Tracelogger is a tool to create traces of the JS engine to investigate or visualize performance issues in SpiderMonkey. Steve Fink has recently been using it to dive into google docs performance and has been hitting some road blocks. The UI became unresponsive and crashing the browser wasn’t uncommon. This is unacceptable and it urged me to improve the performance!
I looked at the generated log files which were not unacceptable large. The log itself contained 3 million logged items, while I was able to visualize 12 million logged items. The cheer number of logged items was not the cause. I knew that creating the fancy graphs were also not the problem. They have been optimized quite heavily already. That only left the overview as a possible problem.
The overview pane gives an overview of the engines / sub parts we spend time in. Beneath it we see the same, but for the scripts. The computation of this runs in a web worker to not make the browser unresponsive. Once in a while the worker gives back the partial result which the browser renders.
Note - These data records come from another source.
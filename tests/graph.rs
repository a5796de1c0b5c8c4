//! Tests for the graph projection and layout scheduling.
mod common;
use common::*;
use kumitate::graph::LayoutRequest;
use kumitate::prelude::*;
use std::result::Result;
use std::cell::Cell;
use std::collections::HashSet;

#[test]
fn test_one_node_per_step_in_depth_first_order() {
    let state = create_nested_state();
    let graph = build_graph(state.steps());

    let ids: Vec<_> = graph.nodes.iter().map(|n| n.id.clone()).collect();
    assert_eq!(ids, all_identifiers(state.steps()));
    assert_eq!(graph.placeholders().count(), 0);

    let marshal = graph.node("choice-1_b1_inner-0_b0_marshal-0").unwrap();
    assert_eq!(marshal.depth, 2);
    let info = marshal.branch_info.as_ref().unwrap();
    assert_eq!(info.parent_identifier, "choice-1_b1_inner-0");
    assert!(info.is_first);

    let log = graph.node("choice-1_b0_log-1").unwrap();
    assert!(!log.is_branch_entry());
    assert!(graph.node("timer-0").unwrap().branch_info.is_none());
}

#[test]
fn test_edges_for_nested_tree() {
    let state = create_nested_state();
    let graph = build_graph(state.steps());

    let sequential: Vec<_> = graph
        .edges_of_kind(EdgeKind::Sequential)
        .map(|e| (e.source.as_str(), e.target.as_str()))
        .collect();
    assert_eq!(
        sequential,
        vec![
            ("timer-0", "choice-1"),
            ("choice-1", "sink-2"),
            ("choice-1_b0_filter-0", "choice-1_b0_log-1"),
        ]
    );

    let entries: Vec<_> = graph
        .edges_of_kind(EdgeKind::BranchEntry)
        .map(|e| (e.source.as_str(), e.target.as_str()))
        .collect();
    assert_eq!(
        entries,
        vec![
            ("choice-1", "choice-1_b0_filter-0"),
            ("choice-1", "choice-1_b1_inner-0"),
            ("choice-1_b1_inner-0", "choice-1_b1_inner-0_b0_marshal-0"),
        ]
    );

    let merges: Vec<_> = graph
        .edges_of_kind(EdgeKind::InsertAffordance)
        .map(|e| (e.source.as_str(), e.target.as_str()))
        .collect();
    assert_eq!(
        merges,
        vec![
            ("choice-1_b0_log-1", "sink-2"),
            ("choice-1_b1_inner-0", "sink-2"),
        ]
    );
}

#[test]
fn test_placeholders_fill_missing_branch_slots() {
    let wants_two = Step::transform("split")
        .with_branches(BranchConstraints::new(2, Some(4)), vec![])
        .unwrap();
    let state = state_with(vec![wants_two]);
    let graph = build_graph(state.steps());

    let placeholders: Vec<_> = graph.placeholders().map(|n| n.id.as_str()).collect();
    assert_eq!(
        placeholders,
        vec!["split-0_b0-placeholder", "split-0_b1-placeholder"]
    );
    let entries = graph.edges_of_kind(EdgeKind::BranchEntry).count();
    assert_eq!(entries, 2);
    assert_eq!(graph.edges_of_kind(EdgeKind::InsertAffordance).count(), 0);
}

#[test]
fn test_empty_branch_placeholder_links_to_next_step() {
    let state = state_with(vec![
        choice("choice", vec![vec![Step::transform("a")], vec![]]),
        Step::sink("end"),
    ]);
    let graph = build_graph(state.steps());

    assert!(graph.edges.contains(&VisualizationEdge::new(
        "choice-0",
        "choice-0_b1-placeholder",
        EdgeKind::BranchEntry
    )));
    assert!(graph.edges.contains(&VisualizationEdge::new(
        "choice-0_b1-placeholder",
        "end-1",
        EdgeKind::InsertAffordance
    )));
}

#[test]
fn test_build_graph_is_pure() {
    let state = create_nested_state();
    let first = build_graph(state.steps());
    let second = build_graph(state.steps());
    assert_eq!(first, second);

    let first_edges: HashSet<_> = first.edges.into_iter().collect();
    let second_edges: HashSet<_> = second.edges.into_iter().collect();
    assert_eq!(first_edges, second_edges);
}

#[test]
fn test_empty_tree_projects_to_empty_graph() {
    let graph = build_graph(&[]);
    assert!(graph.nodes.is_empty());
    assert!(graph.edges.is_empty());
}

/// Fails on demand, otherwise behaves like the layered layout.
struct FlakyLayout {
    fail: Cell<bool>,
}

impl LayoutEngine for FlakyLayout {
    async fn layout(&self, request: LayoutRequest) -> Result<VisualizationGraph, LayoutError> {
        if self.fail.get() {
            Err(LayoutError::LayoutFailure("engine unavailable".to_string()))
        } else {
            Ok(LayeredLayout::default().arrange(request))
        }
    }
}

#[test]
fn test_layout_failure_keeps_previous_rendering() {
    let engine = FlakyLayout {
        fail: Cell::new(false),
    };
    let mut coordinator = LayoutCoordinator::new(LayoutMode::Horizontal);
    let state = create_nested_state();

    let outcome = tokio_test::block_on(coordinator.run(&engine, build_graph(state.steps())));
    assert_eq!(outcome, LayoutOutcome::Applied);
    let rendered = coordinator.rendered().unwrap().clone();
    assert!(rendered.nodes.iter().all(|n| n.position.is_some()));

    engine.fail.set(true);
    let outcome = tokio_test::block_on(coordinator.run(&engine, build_graph(&[])));
    assert_eq!(outcome, LayoutOutcome::Failed);
    assert_eq!(coordinator.rendered(), Some(&rendered));
}

#[test]
fn test_stale_layout_results_are_discarded() {
    let mut coordinator = LayoutCoordinator::default();
    let old_state = state_with(vec![Step::source("a")]);
    let new_state = state_with(vec![Step::source("a"), Step::sink("b")]);

    let (old_ticket, old_request) = coordinator.submit(build_graph(old_state.steps()));
    let (new_ticket, new_request) = coordinator.submit(build_graph(new_state.steps()));

    let engine = LayeredLayout::default();
    let new_result = tokio_test::block_on(engine.layout(new_request));
    let old_result = tokio_test::block_on(engine.layout(old_request));

    assert_eq!(coordinator.apply(new_ticket, new_result), LayoutOutcome::Applied);
    assert_eq!(coordinator.apply(old_ticket, old_result), LayoutOutcome::Stale);
    assert_eq!(coordinator.rendered().unwrap().nodes.len(), 2);
}

#[test]
fn test_layered_layout_follows_mode() {
    let state = create_nested_state();
    let graph = build_graph(state.steps());
    let request = |mode| LayoutRequest {
        nodes: graph.nodes.clone(),
        edges: graph.edges.clone(),
        mode,
    };

    let horizontal = LayeredLayout::default().arrange(request(LayoutMode::Horizontal));
    let vertical = LayeredLayout::default().arrange(request(LayoutMode::Vertical));

    let h = horizontal.node("choice-1_b0_filter-0").unwrap().position.unwrap();
    let v = vertical.node("choice-1_b0_filter-0").unwrap().position.unwrap();
    assert_eq!((h.x, h.y), (200.0, 100.0));
    assert_eq!((v.x, v.y), (100.0, 200.0));
}
use crate::error::ViewError;
use crate::model::Step;
use serde::{Deserialize, Serialize};

/// Metadata describing an extra panel that can be shown for some steps.
#[derive(Debug, Clone, PartialEq, Eq, Serialize, Deserialize)]
#[serde(rename_all = "camelCase")]
pub struct ViewDefinition {
    pub id: String,
    pub name: String,
    #[serde(default)]
    pub step_identifiers: Vec<String>,
    #[serde(default, skip_serializing_if = "Option::is_none")]
    pub url: Option<String>,
}

/// External source of view metadata, asked again whenever the step tree changes.
pub trait ViewProvider {
    fn fetch_views(&self, steps: &[Step]) -> Result<Vec<ViewDefinition>, ViewError>;
}

impl<F> ViewProvider for F
where
    F: Fn(&[Step]) -> Result<Vec<ViewDefinition>, ViewError>,
{
    fn fetch_views(&self, steps: &[Step]) -> Result<Vec<ViewDefinition>, ViewError> {
        self(steps)
    }
}
//! Tests for the data model, the import boundary and error reporting.
mod common;
use common::*;
use kumitate::prelude::*;
use serde_json::json;

#[test]
fn test_step_path_display() {
    assert_eq!(StepPath::top_level(3).to_string(), "steps.3");
    let path = StepPath::top_level(1).child(0, 2).child(1, 0);
    assert_eq!(path.to_string(), "steps.1.branches.0.steps.2.branches.1.steps.0");
    assert_eq!(path.depth(), 2);
    assert_eq!(path.parent().unwrap().to_string(), "steps.1.branches.0.steps.2");
    assert_eq!(StepPath::top_level(1).parent(), None);
}

#[test]
fn test_error_messages() {
    let err = EditError::InvalidIndex { index: 4, len: 2 };
    assert_eq!(
        err.to_string(),
        "Index 4 is out of range for a sequence of 2 steps"
    );

    let state = state_with(vec![choice("choice", vec![vec![]])]);
    let replacement = Step::transform("choice")
        .with_branches(BranchConstraints::new(1, None), vec![])
        .unwrap();
    let err = mutator::delete_in_branch(&state, replacement, 0).unwrap_err();
    assert_eq!(
        err.to_string(),
        "Step 'choice-0' allows between 1 and unbounded branches, but the edit would leave 0"
    );

    let err: ImportError = EditError::UnresolvableIdentifier("x-0".to_string()).into();
    assert_eq!(
        err.to_string(),
        "Imported integration is invalid: No step with identifier 'x-0' exists in the current tree"
    );
}

#[test]
fn test_unbounded_max_branches_round_trips_as_minus_one() {
    let value = json!({
        "type": "transform",
        "name": "choice",
        "minBranches": 1,
        "maxBranches": -1,
        "branches": [ { "steps": [] } ]
    });
    let step: Step = serde_json::from_value(value).unwrap();
    assert_eq!(step.branch_constraints(), BranchConstraints::new(1, None));

    let out = serde_json::to_value(&step).unwrap();
    assert_eq!(out["maxBranches"], json!(-1));
    assert_eq!(out["minBranches"], json!(1));
}

#[test]
fn test_legacy_kind_names_are_accepted() {
    let step: Step =
        serde_json::from_value(json!({ "kind": "START", "name": "timer" })).unwrap();
    assert_eq!(step.kind(), StepKind::Source);
    assert_eq!(step.kind().to_string(), "source");
}

#[test]
fn test_incoming_identifiers_are_ignored() {
    let patch = json!({
        "steps": [ { "UUID": "forged-id", "type": "sink", "name": "out" } ]
    })
    .into_integration()
    .unwrap();
    let state = mutator::bulk_replace(&IntegrationState::default(), patch).unwrap();
    assert_eq!(state.steps()[0].identifier(), "out-0");
}

#[test]
fn test_export_carries_identifiers_and_params() {
    let mut editor = Editor::default();
    editor
        .import(r#"{ "dsl": "Camel", "params": [ { "id": "retries", "value": 3 } ] }"#)
        .unwrap();
    editor
        .append(Step::source("timer").with_parameter("period", 500))
        .unwrap();

    let exported: serde_json::Value =
        serde_json::from_str(&editor.integration().to_json().unwrap()).unwrap();
    assert_eq!(exported["dsl"], json!("Camel"));
    assert_eq!(exported["params"][0]["id"], json!("retries"));
    assert_eq!(exported["steps"][0]["UUID"], json!("timer-0"));
    assert_eq!(exported["steps"][0]["parameters"][0]["value"], json!(500));
}

#[test]
fn test_subtree_len_and_step_count() {
    let state = create_nested_state();
    assert_eq!(state.steps()[1].subtree_len(), 5);
    assert_eq!(state.integration().step_count(), 7);
}

#[test]
fn test_with_branches_rejects_too_many() {
    let err = Step::transform("split")
        .with_branches(
            BranchConstraints::new(0, Some(1)),
            vec![Branch::empty(), Branch::empty()],
        )
        .unwrap_err();
    assert!(matches!(
        err,
        EditError::BranchConstraintViolation { found: 2, .. }
    ));
}

#[test]
fn test_negative_max_branches_other_than_minus_one_is_rejected() {
    let err = json!({
        "steps": [ { "type": "transform", "name": "split", "maxBranches": -7 } ]
    })
    .into_integration()
    .unwrap_err();
    assert!(matches!(err, ImportError::JsonParseError(ref message) if message.contains("-7")));

    let step: Step =
        serde_json::from_value(json!({ "type": "transform", "name": "split" })).unwrap();
    assert_eq!(step.branch_constraints().max_branches, None);
}
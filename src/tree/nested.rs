use crate::model::{Step, StepPath};
use ahash::AHashMap;
use serde::Serialize;

/// Where a nested step lives: the step owning its branch, and its full path from the root.
#[derive(Debug, Clone, PartialEq, Eq, Serialize)]
#[serde(rename_all = "camelCase")]
pub struct NestedStep {
    pub step_identifier: String,
    /// The nearest ancestor step that owns the branch containing this step.
    pub origin_step_identifier: String,
    pub branch_identifier: String,
    pub path_to_step: StepPath,
}

/// Walks the tree depth-first and records every step found strictly inside a branch.
///
/// Top-level steps are never listed; their position is their identity.
pub fn extract_nested_steps(steps: &[Step]) -> Vec<NestedStep> {
    let mut entries = Vec::new();
    for (index, step) in steps.iter().enumerate() {
        collect_branch_steps(step, &StepPath::top_level(index), &mut entries);
    }
    entries
}

fn collect_branch_steps(parent: &Step, parent_path: &StepPath, entries: &mut Vec<NestedStep>) {
    for (branch_index, branch) in parent.branches.iter().enumerate() {
        for (step_index, step) in branch.steps.iter().enumerate() {
            let path = parent_path.child(branch_index, step_index);
            entries.push(NestedStep {
                step_identifier: step.identifier.clone(),
                origin_step_identifier: parent.identifier.clone(),
                branch_identifier: branch.identifier.clone(),
                path_to_step: path.clone(),
            });
            collect_branch_steps(step, &path, entries);
        }
    }
}

/// The nested-step entries plus an identifier lookup. Rebuilt wholesale after every edit.
#[derive(Debug, Clone, Default)]
pub struct NestedStepIndex {
    entries: Vec<NestedStep>,
    positions: AHashMap<String, usize>,
}

impl NestedStepIndex {
    pub fn build(steps: &[Step]) -> Self {
        let entries = extract_nested_steps(steps);
        let positions = entries
            .iter()
            .enumerate()
            .map(|(position, entry)| (entry.step_identifier.clone(), position))
            .collect();
        Self { entries, positions }
    }

    pub fn get(&self, step_identifier: &str) -> Option<&NestedStep> {
        self.positions
            .get(step_identifier)
            .map(|&position| &self.entries[position])
    }

    pub fn contains(&self, step_identifier: &str) -> bool {
        self.positions.contains_key(step_identifier)
    }

    pub fn entries(&self) -> &[NestedStep] {
        &self.entries
    }

    pub fn iter(&self) -> impl Iterator<Item = &NestedStep> {
        self.entries.iter()
    }

    pub fn len(&self) -> usize {
        self.entries.len()
    }

    pub fn is_empty(&self) -> bool {
        self.entries.is_empty()
    }
}

impl PartialEq for NestedStepIndex {
    fn eq(&self, other: &Self) -> bool {
        self.entries == other.entries
    }
}
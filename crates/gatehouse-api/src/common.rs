// Common DTOs shared by every endpoint

use axum::http::StatusCode;
use axum::response::{IntoResponse, Response};
use axum::Json;
use serde::{Deserialize, Serialize};

/// Error body returned by every failing request: `{"detail": "..."}`.
#[derive(Debug, Clone, PartialEq, Eq, Serialize, Deserialize)]
pub struct ErrorResponse {
    pub detail: String,
}

impl ErrorResponse {
    pub fn new(detail: impl Into<String>) -> Self {
        Self {
            detail: detail.into(),
        }
    }

    /// Convert to an axum response with the given status
    pub fn with_status(self, status: StatusCode) -> Response {
        (status, Json(self)).into_response()
    }
}
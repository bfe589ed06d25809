// Persistence collaborator for the gateway
//
// The gateway only depends on the `Persistence` trait; `Database` is the
// Postgres implementation used by the binary.

pub mod database;
pub mod error;

pub use database::{Database, DatabaseOptions};
pub use error::StorageError;

use async_trait::async_trait;

/// Persistence layer as seen by the startup sequencer.
#[async_trait]
pub trait Persistence: Send + Sync {
    /// Open the connection and confirm the backend answers.
    ///
    /// Returns on success, fails with a connectivity error otherwise.
    async fn init_db(&self) -> Result<(), StorageError>;
}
The issue was in the rendering of the partial result. We update this table every time the worker has finished a chunk. Generating the table is generally fast for the workloads I was testing, since there weren’t a lot of different scripts. Though running the full browser gave a lot of different scripts. As a result updating the table became a big overhead. Also you need to know this could happen every 1ms.
The first fix was to make sure we only update this table every 100ms. This is a nice trade-off between seeing the newest information and not making the browser unresponsive. This resulted in far fewer calls to update the table. Up to 100x less.
The next thing I did was to delay the creation of the table. Instead of creating a table it now shows a textual representation of the data. Only upon when the computation is complete it will show the sortable table. This was 10x to 100x faster.
In most cases the UI is now possible to generate the temporary view in 1ms. Though I didn’t want to take any chances. As a result if generating the temporary view takes longer than 100ms it will stop live updating the temporary view and only show the result when finished.
Lastly I also fixed a memory issue. A tracelog log is a tree of where time is spend. This is parsed breadth-first. That is better since it will give a quite good representation quite quickly, even if all the small logged items are not processed yet. But this means the UI needs to keep track of which items will get processed in the next round. This list of items could get unwieldy large. This is now solved by switching to dept-first traversal when that happens. Dept-first traversal needs no additional state to traverse the tree. In my testcase it previously went to 2gb and crashed. With this change the maximum needed memory I saw was 1.2gb and no crash.
Everything has landed in the github repo. Everybody using the tracelogger is advised to pull the newest version and experience the improved performance. As always feel free to report new issues or to contribute in making tracelogger even better.